From Chicken Soup for the Soul: Thanks Mom
By Corrina Lawson

You may not realize it when it happens, but a kick in the teeth may be the
best thing in the world for you.
~Walt Disney

My mother will tell you that she’s had a blessed life.

From one perspective, this is true. She has three healthy children and eight
grandchildren who adore her, she has been very successful in her job, she has a nice home and
friends who love her.

In another sense, this is an illusion. She was raised in a broken home. At age twenty-
nine, she became a widow with three young children. She lost her second husband to a brain
tumor. She broke her back when I was in college and it still gives her pain. She has diabetes,
partially brought on by the stress of caring for her second husband during his illness.

But my mother doesn’t focus on the negative. It’s not that she doesn’t feel the pain. She
does feel the pain, very deeply. But it has never prevented her from living her life. Her greatest
gift was teaching me to never give up, to keep moving forward, to know that while life is full of
tragedy, it is also full of joy.

Only three years after my father died, my mother planned a trip for the four of us to
Disney World. She was a widow with three kids, ages twelve, eleven and eight. She was only
thirty-two herself. She made all the arrangements and got us ready to go without showing a
single worry. We had a blast.

Even a broken rental car was something she could handle. We’d spent the day at Disney
World and were very late leaving. By the time we reached our car, the parking lot was emptying
out and we were exhausted and cranky.

And the car would not start.

So there we were, years before cell phone service; my mom was in a big, empty parking
lot with three exhausted children and a car that would not work. And it was getting darker fast.

Not a problem.

She’d paid attention to the announcement on the trams about car trouble and how to
request help from Disney staff. The staff acted quickly, reported the problem for us to the
rental car company, and said to wait until they brought a replacement.
So we waited. And we waited. It was hours.

I remember being a little worried that it was very dark outside. It was also quiet, as the
place was shut down for the night, and that seemed ominous. There was nowhere to sit but the
car.

If my mother was scared, she never showed it. I don’t remember exactly what she did to
keep us occupied during that wait. I think she told stories. Or we played some guessing games.
Or said what we liked most about the vacation so far.

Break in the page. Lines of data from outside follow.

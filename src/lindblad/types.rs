// Copyright 2026 QubitOS Contributors
// SPDX-License-Identifier: Apache-2.0

//! Collapse operators and master-equation solver types.
//!
//! Ref: Lindblad (1976), Commun. Math. Phys. 48, 119.

use ndarray::Array2;
use num_complex::Complex64;
use serde::{Deserialize, Serialize};

use crate::error::{Result, ValidationError};
use crate::linalg::dagger;
use crate::operators::OperatorSpace;

/// A Lindblad collapse (jump) operator with its rate absorbed.
///
/// Represents a single dissipation channel:
///   D[L](ρ) = L ρ L† − ½{L†L, ρ},  L = √γ · J
///
/// where J is the bare jump operator (e.g. `a` for cavity photon loss).
#[derive(Debug, Clone)]
pub struct CollapseOperator {
    /// Scaled operator √γ · J on the full composite space.
    pub matrix: Array2<Complex64>,
    /// Cached L†L.
    pub decay: Array2<Complex64>,
    /// Decay rate γ.
    pub rate: f64,
    /// Human-readable label (e.g., "cavity_decay").
    pub label: String,
}

impl CollapseOperator {
    /// Scale a bare jump operator by √rate.
    pub fn new(bare: &Array2<Complex64>, rate: f64, label: &str) -> Result<Self> {
        if !rate.is_finite() || rate < 0.0 {
            return Err(ValidationError::PhysicsConstraint(format!(
                "collapse operator '{}' has invalid rate {}",
                label, rate
            ))
            .into());
        }
        let matrix = bare * Complex64::new(rate.sqrt(), 0.0);
        let decay = dagger(&matrix).dot(&matrix);
        Ok(Self {
            matrix,
            decay,
            rate,
            label: label.to_string(),
        })
    }

    /// Cavity photon loss: L = √κ · a.
    pub fn cavity_decay(ops: &OperatorSpace, kappa: f64) -> Result<Self> {
        Self::new(ops.a(), kappa, "cavity_decay")
    }

    /// Atomic spontaneous emission: L = √γ · σ⁻.
    pub fn atomic_decay(ops: &OperatorSpace, gamma: f64) -> Result<Self> {
        Self::new(ops.sigma_minus(), gamma, "atomic_decay")
    }
}

/// Loss channels selectable from configuration.
#[derive(Debug, Clone, Copy, PartialEq, Eq, Serialize, Deserialize)]
#[serde(rename_all = "snake_case")]
pub enum DecayChannel {
    /// Photon leakage through the cavity mirrors (rate κ).
    CavityDecay,
    /// Spontaneous emission of the atom into free space (rate γ_atom).
    AtomicDecay,
}

/// Ordered, immutable set of collapse operators.
///
/// Adding a channel means building a new set.
#[derive(Debug, Clone)]
pub struct CollapseSet {
    operators: Vec<CollapseOperator>,
    decay_sum: Array2<Complex64>,
}

impl CollapseSet {
    /// Build a set, checking every operator against the composite dimension.
    pub fn new(ops: &OperatorSpace, operators: Vec<CollapseOperator>) -> Result<Self> {
        for op in &operators {
            ops.space().check_operator(&op.matrix, &format!("collapse operator '{}'", op.label))?;
        }
        let d = ops.dim();
        let decay_sum = operators
            .iter()
            .fold(Array2::zeros((d, d)), |acc, op| acc + &op.decay);
        Ok(Self {
            operators,
            decay_sum,
        })
    }

    /// Build a set from configured channel names and rates.
    pub fn from_channels(
        ops: &OperatorSpace,
        channels: &[DecayChannel],
        kappa: f64,
        gamma_atom: f64,
    ) -> Result<Self> {
        let operators = channels
            .iter()
            .map(|channel| match channel {
                DecayChannel::CavityDecay => CollapseOperator::cavity_decay(ops, kappa),
                DecayChannel::AtomicDecay => CollapseOperator::atomic_decay(ops, gamma_atom),
            })
            .collect::<Result<Vec<_>>>()?;
        Self::new(ops, operators)
    }

    pub fn iter(&self) -> std::slice::Iter<'_, CollapseOperator> {
        self.operators.iter()
    }

    pub fn len(&self) -> usize {
        self.operators.len()
    }

    pub fn is_empty(&self) -> bool {
        self.operators.is_empty()
    }

    pub fn labels(&self) -> Vec<&str> {
        self.operators.iter().map(|op| op.label.as_str()).collect()
    }

    /// Σ_k L_k†L_k.
    pub fn decay_sum(&self) -> &Array2<Complex64> {
        &self.decay_sum
    }
}

impl<'a> IntoIterator for &'a CollapseSet {
    type Item = &'a CollapseOperator;
    type IntoIter = std::slice::Iter<'a, CollapseOperator>;

    fn into_iter(self) -> Self::IntoIter {
        self.operators.iter()
    }
}

/// Configuration for the master-equation solver.
#[derive(Debug, Clone)]
pub struct LindbladConfig {
    /// RK4 steps per grid interval.
    pub substeps: usize,
    /// Whether to keep the density matrix at every grid point.
    pub store_states: bool,
}

impl Default for LindbladConfig {
    fn default() -> Self {
        Self {
            substeps: 4,
            store_states: true,
        }
    }
}

impl LindbladConfig {
    /// Validate configuration.
    pub fn validate(&self) -> Result<()> {
        if self.substeps == 0 {
            return Err(ValidationError::field("substeps", "must be > 0").into());
        }
        Ok(())
    }
}

/// Result of a master-equation evolution over a time grid.
#[derive(Debug, Clone)]
pub struct LindbladResult {
    /// Density matrix at each grid point (if `store_states` was set).
    pub states: Option<Vec<Array2<Complex64>>>,
    /// `expectations[j][k]` = Tr(O_j ρ(t_k)).
    pub expectations: Vec<Vec<f64>>,
    /// Tr ρ at each grid point.
    pub traces: Vec<f64>,
    /// Final density matrix.
    pub final_density_matrix: Array2<Complex64>,
    /// Purity Tr(ρ²) of the final state.
    pub final_purity: f64,
    /// Feedback measurement applied on each interval, if feedback was on.
    pub measurements: Vec<f64>,
    /// Number of RK4 steps taken.
    pub steps: usize,
}
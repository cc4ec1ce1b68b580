// Copyright 2026 QubitOS Contributors
// SPDX-License-Identifier: Apache-2.0

//! Matrix exponential via scaling-and-squaring with Padé(13) approximation.
//!
//! Used to build the between-jump propagator exp(−i H_eff δt) for a
//! piecewise-constant, non-Hermitian generator. The generator is not
//! anti-Hermitian, so the result is a contraction rather than a unitary.
//!
//! Ref: Higham (2005), "The Scaling and Squaring Method for the Matrix
//! Exponential Revisited", SIAM J. Matrix Anal. Appl. 26(4), 1179.

use ndarray::{s, Array2};
use num_complex::Complex64;

/// Largest 1-norm for which Padé(13) is accurate to double precision
/// (Higham Table 10.2).
const THETA_13: f64 = 5.371_920_351_148_152;

/// Padé(13,13) numerator coefficients b_0..b_13, Higham (2005) eq. (10.33).
const PADE_COEFFS: [f64; 14] = [
    64_764_752_532_480_000.0,
    32_382_376_266_240_000.0,
    7_771_770_303_897_600.0,
    1_187_353_796_428_800.0,
    129_060_195_264_000.0,
    10_559_470_521_600.0,
    670_442_572_800.0,
    33_522_128_640.0,
    1_323_241_920.0,
    40_840_800.0,
    960_960.0,
    16_380.0,
    182.0,
    1.0,
];

/// Compute exp(A) for a square complex matrix.
///
/// Returns `None` if the Padé denominator is numerically singular, which only
/// happens for non-finite input.
pub fn matrix_exp(a: &Array2<Complex64>) -> Option<Array2<Complex64>> {
    let n = a.nrows();
    if n != a.ncols() {
        return None;
    }
    match n {
        0 => return Some(Array2::zeros((0, 0))),
        1 => return Some(Array2::from_elem((1, 1), a[[0, 0]].exp())),
        _ => {}
    }

    let norm = one_norm(a);
    if !norm.is_finite() {
        return None;
    }
    let squarings = if norm > THETA_13 {
        (norm / THETA_13).log2().ceil() as i32
    } else {
        0
    };

    let scaled = a * Complex64::new(2f64.powi(-squarings), 0.0);
    let mut result = pade13(&scaled)?;
    for _ in 0..squarings {
        result = result.dot(&result);
    }
    Some(result)
}

/// Padé(13,13) approximant r(A) = (V − U)⁻¹ (V + U).
fn pade13(a: &Array2<Complex64>) -> Option<Array2<Complex64>> {
    let b = |k: usize| Complex64::new(PADE_COEFFS[k], 0.0);
    let eye = Array2::from_diag_elem(a.nrows(), Complex64::new(1.0, 0.0));

    let a2 = a.dot(a);
    let a4 = a2.dot(&a2);
    let a6 = a2.dot(&a4);

    let u_inner = (&a6 * b(13) + &a4 * b(11) + &a2 * b(9)).dot(&a6)
        + &a6 * b(7)
        + &a4 * b(5)
        + &a2 * b(3)
        + &eye * b(1);
    let u = a.dot(&u_inner);

    let v = (&a6 * b(12) + &a4 * b(10) + &a2 * b(8)).dot(&a6)
        + &a6 * b(6)
        + &a4 * b(4)
        + &a2 * b(2)
        + &eye * b(0);

    lu_solve(&v - &u, &v + &u)
}

/// Solve A·X = B by Gaussian elimination with partial pivoting.
fn lu_solve(a: Array2<Complex64>, b: Array2<Complex64>) -> Option<Array2<Complex64>> {
    let n = a.nrows();
    let m = b.ncols();

    let mut aug = Array2::zeros((n, n + m));
    aug.slice_mut(s![.., ..n]).assign(&a);
    aug.slice_mut(s![.., n..]).assign(&b);

    for col in 0..n {
        let pivot_row = (col..n)
            .max_by(|&i, &j| aug[[i, col]].norm().total_cmp(&aug[[j, col]].norm()))
            .unwrap_or(col);
        if pivot_row != col {
            for j in 0..(n + m) {
                aug.swap([col, j], [pivot_row, j]);
            }
        }

        let pivot = aug[[col, col]];
        if pivot.norm() < 1e-300 || !pivot.is_finite() {
            return None;
        }

        for row in (col + 1)..n {
            let factor = aug[[row, col]] / pivot;
            if factor == Complex64::new(0.0, 0.0) {
                continue;
            }
            for j in col..(n + m) {
                let upper = aug[[col, j]];
                aug[[row, j]] -= factor * upper;
            }
        }
    }

    let mut x = Array2::<Complex64>::zeros((n, m));
    for row in (0..n).rev() {
        let pivot = aug[[row, row]];
        for j in 0..m {
            let mut acc = aug[[row, n + j]];
            for k in (row + 1)..n {
                acc -= aug[[row, k]] * x[[k, j]];
            }
            x[[row, j]] = acc / pivot;
        }
    }
    Some(x)
}

/// Max absolute column sum.
fn one_norm(a: &Array2<Complex64>) -> f64 {
    a.columns()
        .into_iter()
        .map(|col| col.iter().map(|z| z.norm()).sum::<f64>())
        .fold(0.0, f64::max)
}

I do remember that she kept saying, “No big deal… patience… this will get fixed.” And
when the car showed up, finally, we cheered.

The rest of the vacation, the broken car became a running joke, something we laughed
about. She approaches every obstacle in her life this way. If it’s a small thing that will eventually
get fixed with patience, no big deal. If it’s more menacing and looks insurmountable, she’ll say,
“Is anybody sick? Is anybody dead?” And, if not, well, then there are options, even if we can’t
see them yet.

I remember the day I announced that I would be a writer. I was a little kid and she
probably heard her kids say this kind of stuff all the time. But she instantly said, “I think you’d
be great.” And she meant it. Sure, there were obstacles. We had little money. My parents were
from families where no one had ever gotten a college degree. And I wanted to go into
journalism, which paid badly then and pays less now.

But she never saw the problems as problems. I never heard one negative word from her
about it. What I heard was, “You’re a great writer, you’re talented, you keep working, and you’ll
be great.”

All she emphasized was that if I wanted to do something, I had to work hard; I had to
never give up. I had to know that I would make mistakes, that practice was important and
nothing would come easily. But the most important part is to keep going, to keep learning.
Even if the odds are against you, even if tragedies happen.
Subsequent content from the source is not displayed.